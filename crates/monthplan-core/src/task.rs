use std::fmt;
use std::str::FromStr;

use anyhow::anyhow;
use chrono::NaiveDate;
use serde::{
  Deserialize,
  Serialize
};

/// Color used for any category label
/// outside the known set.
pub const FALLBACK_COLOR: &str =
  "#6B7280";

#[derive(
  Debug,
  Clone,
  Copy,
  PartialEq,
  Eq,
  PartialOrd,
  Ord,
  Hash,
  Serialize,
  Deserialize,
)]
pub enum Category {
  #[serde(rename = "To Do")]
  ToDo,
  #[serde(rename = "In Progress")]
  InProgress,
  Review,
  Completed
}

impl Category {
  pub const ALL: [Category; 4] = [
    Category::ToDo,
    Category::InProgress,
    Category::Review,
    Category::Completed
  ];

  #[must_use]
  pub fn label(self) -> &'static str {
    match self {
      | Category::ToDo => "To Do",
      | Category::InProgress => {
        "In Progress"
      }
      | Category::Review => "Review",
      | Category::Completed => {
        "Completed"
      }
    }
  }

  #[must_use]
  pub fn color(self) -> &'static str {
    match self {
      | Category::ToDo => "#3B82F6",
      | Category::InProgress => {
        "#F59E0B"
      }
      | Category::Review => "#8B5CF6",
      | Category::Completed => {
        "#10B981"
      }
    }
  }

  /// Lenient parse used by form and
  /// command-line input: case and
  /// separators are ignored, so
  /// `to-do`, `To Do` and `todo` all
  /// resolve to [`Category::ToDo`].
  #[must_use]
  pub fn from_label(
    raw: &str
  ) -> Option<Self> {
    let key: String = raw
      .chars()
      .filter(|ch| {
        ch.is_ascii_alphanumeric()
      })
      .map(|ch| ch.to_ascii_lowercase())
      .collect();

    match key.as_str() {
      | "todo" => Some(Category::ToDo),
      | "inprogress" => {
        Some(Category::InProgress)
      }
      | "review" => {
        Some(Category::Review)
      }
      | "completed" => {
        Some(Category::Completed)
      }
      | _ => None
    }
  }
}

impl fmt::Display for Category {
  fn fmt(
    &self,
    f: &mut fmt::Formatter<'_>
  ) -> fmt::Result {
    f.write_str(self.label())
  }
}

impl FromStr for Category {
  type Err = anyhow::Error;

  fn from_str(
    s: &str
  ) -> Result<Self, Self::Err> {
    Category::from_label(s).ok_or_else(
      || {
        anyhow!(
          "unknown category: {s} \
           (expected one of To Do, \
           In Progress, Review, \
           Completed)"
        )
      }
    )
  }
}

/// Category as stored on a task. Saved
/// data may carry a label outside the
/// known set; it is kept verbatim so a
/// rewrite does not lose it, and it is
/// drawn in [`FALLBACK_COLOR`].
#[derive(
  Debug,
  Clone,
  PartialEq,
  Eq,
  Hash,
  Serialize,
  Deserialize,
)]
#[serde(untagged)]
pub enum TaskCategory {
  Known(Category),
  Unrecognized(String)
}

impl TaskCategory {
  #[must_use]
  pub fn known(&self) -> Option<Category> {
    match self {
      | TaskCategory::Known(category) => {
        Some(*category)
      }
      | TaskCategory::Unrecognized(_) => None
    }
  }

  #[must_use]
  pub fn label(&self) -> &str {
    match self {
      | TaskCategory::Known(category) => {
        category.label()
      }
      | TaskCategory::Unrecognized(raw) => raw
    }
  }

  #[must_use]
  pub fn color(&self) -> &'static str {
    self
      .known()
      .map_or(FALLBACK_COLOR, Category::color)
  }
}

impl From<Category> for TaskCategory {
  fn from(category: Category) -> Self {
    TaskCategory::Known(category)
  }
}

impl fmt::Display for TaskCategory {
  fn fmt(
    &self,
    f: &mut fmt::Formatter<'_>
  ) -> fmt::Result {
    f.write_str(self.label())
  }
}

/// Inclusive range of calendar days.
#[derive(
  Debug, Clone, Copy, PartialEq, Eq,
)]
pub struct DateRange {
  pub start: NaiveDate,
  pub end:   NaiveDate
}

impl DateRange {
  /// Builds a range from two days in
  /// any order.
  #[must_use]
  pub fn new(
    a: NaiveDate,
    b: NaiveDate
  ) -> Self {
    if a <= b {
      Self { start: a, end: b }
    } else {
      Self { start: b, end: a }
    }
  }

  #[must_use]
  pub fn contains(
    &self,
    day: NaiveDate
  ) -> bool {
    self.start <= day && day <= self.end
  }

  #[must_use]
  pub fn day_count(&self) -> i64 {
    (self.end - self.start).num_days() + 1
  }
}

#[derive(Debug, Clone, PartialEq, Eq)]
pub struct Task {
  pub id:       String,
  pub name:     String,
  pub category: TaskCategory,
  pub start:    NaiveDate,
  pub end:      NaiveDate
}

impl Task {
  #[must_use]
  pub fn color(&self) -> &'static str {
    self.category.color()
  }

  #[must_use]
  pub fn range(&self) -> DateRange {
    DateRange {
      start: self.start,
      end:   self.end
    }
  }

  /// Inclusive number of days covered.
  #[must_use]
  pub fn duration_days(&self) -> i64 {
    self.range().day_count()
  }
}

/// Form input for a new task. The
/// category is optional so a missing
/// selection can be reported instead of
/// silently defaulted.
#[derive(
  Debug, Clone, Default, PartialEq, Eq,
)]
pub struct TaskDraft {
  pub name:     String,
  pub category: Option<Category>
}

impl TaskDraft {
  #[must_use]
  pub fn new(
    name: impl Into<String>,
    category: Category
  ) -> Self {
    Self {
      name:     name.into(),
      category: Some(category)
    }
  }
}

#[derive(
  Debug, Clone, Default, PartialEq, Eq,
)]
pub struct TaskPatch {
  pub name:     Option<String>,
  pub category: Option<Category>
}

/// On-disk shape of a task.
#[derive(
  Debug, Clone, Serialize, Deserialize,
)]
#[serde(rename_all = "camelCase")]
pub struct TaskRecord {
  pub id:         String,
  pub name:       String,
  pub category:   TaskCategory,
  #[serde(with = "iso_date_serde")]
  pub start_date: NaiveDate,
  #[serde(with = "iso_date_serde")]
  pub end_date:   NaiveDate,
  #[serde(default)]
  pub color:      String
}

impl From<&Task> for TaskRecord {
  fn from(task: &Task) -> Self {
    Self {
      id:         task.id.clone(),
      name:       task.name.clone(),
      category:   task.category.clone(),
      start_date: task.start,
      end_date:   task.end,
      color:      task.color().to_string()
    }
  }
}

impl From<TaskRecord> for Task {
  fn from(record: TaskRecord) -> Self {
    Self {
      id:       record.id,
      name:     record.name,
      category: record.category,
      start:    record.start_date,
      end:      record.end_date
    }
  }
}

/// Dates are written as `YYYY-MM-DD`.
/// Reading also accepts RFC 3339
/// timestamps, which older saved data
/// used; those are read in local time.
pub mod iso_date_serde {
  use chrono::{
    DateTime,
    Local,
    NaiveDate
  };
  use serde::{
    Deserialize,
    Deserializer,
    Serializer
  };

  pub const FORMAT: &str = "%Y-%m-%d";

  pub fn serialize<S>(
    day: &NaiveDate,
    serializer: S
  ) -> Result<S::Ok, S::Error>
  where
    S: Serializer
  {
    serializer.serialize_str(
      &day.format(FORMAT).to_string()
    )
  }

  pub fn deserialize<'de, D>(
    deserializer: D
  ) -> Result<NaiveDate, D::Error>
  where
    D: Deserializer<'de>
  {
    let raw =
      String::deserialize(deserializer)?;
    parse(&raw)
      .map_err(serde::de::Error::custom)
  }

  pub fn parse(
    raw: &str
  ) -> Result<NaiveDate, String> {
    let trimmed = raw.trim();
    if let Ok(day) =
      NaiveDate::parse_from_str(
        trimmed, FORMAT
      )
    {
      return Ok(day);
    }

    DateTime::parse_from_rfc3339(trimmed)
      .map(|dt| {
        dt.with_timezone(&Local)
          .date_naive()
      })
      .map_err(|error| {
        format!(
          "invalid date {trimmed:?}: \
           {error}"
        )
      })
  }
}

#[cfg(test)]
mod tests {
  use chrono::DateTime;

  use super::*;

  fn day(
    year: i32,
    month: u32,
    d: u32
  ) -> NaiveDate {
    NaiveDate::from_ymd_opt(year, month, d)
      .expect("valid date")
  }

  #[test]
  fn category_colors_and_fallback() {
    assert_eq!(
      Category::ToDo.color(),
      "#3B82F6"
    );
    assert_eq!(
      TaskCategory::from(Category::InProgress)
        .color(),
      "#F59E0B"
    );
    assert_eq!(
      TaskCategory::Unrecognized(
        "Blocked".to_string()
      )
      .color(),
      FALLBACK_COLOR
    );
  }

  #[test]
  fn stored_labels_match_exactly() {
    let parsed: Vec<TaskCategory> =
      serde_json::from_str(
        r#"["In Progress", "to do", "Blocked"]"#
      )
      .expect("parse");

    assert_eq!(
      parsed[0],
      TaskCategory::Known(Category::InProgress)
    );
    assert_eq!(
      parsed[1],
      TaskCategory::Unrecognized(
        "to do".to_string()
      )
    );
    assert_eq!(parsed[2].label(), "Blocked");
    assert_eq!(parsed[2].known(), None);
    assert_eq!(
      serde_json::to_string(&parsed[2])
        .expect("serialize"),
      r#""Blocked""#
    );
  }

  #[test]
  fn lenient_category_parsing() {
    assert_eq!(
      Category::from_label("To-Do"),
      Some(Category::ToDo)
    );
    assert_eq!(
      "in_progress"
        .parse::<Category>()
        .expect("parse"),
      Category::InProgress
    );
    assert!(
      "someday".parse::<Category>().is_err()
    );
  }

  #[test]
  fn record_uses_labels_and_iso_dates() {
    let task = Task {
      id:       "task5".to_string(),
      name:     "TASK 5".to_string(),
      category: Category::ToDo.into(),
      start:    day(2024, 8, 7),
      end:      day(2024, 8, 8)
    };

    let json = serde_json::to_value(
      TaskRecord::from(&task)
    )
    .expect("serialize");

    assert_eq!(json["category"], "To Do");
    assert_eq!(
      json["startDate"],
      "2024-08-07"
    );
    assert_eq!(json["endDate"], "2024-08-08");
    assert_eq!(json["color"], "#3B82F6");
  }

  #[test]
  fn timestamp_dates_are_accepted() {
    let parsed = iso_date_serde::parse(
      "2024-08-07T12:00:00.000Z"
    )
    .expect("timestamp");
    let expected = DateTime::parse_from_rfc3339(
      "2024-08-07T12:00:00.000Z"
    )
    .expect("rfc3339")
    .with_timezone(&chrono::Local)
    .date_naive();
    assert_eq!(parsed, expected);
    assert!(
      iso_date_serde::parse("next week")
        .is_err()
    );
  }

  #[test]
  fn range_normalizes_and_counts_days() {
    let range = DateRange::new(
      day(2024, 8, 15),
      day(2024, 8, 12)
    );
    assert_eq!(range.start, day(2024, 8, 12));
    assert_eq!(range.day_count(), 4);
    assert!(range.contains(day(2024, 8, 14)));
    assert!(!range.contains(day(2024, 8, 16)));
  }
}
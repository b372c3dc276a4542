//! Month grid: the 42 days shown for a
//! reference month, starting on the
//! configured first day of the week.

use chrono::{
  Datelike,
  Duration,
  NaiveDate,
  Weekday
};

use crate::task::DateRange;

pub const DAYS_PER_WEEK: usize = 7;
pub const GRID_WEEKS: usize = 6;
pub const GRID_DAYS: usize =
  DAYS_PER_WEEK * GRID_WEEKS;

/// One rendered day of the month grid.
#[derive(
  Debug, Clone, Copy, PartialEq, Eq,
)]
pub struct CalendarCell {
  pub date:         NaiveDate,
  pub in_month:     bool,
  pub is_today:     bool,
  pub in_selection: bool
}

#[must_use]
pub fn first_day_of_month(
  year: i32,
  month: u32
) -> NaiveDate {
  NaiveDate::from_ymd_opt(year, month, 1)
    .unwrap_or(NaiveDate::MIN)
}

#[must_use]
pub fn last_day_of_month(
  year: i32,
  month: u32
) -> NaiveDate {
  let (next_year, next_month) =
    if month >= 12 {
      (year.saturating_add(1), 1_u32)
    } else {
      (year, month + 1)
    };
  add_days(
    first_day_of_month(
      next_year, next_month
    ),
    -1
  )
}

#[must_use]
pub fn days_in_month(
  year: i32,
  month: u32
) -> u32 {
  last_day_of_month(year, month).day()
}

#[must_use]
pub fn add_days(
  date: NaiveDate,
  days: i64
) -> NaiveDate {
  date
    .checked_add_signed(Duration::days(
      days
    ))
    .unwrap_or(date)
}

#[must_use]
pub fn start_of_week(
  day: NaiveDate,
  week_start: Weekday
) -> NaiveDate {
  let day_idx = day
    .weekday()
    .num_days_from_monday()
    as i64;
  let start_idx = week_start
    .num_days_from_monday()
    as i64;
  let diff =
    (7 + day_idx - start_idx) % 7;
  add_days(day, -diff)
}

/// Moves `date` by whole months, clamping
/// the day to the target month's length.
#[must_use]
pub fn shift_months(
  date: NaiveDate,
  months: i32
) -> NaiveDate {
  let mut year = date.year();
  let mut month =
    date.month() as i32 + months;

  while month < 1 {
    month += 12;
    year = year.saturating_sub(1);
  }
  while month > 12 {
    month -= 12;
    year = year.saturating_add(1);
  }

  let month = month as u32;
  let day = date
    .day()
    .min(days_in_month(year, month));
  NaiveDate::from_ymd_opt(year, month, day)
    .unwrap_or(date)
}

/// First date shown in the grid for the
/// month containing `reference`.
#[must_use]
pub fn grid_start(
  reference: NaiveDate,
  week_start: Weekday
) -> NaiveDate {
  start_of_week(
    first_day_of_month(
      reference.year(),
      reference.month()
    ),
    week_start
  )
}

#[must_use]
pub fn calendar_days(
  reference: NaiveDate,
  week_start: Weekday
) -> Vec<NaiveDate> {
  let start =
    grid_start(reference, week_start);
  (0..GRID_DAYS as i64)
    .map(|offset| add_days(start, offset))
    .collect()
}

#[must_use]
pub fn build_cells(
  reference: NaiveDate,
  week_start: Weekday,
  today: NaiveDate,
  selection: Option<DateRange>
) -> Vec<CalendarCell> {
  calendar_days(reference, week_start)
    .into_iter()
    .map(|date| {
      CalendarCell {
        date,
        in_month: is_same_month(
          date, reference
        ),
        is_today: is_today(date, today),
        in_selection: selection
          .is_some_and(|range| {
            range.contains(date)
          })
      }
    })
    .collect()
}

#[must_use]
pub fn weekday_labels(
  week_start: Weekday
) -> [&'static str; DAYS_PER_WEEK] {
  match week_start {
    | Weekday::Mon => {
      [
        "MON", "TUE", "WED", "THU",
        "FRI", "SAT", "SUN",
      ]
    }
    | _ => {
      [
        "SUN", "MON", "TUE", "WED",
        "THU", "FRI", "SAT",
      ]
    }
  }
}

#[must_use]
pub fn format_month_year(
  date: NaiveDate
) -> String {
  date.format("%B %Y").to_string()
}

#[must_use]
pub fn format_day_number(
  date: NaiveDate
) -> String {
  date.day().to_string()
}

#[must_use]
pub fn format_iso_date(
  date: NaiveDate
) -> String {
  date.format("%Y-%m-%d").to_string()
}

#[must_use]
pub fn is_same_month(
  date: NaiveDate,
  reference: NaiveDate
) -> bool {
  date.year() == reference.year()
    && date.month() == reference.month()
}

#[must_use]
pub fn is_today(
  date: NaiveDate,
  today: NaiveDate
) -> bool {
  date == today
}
=======
What is being asked: Across all the records above, find each line with "CalendarCell" in it and copy it.

The answer:
pub struct CalendarCell {
) -> Vec<CalendarCell> {
      CalendarCell {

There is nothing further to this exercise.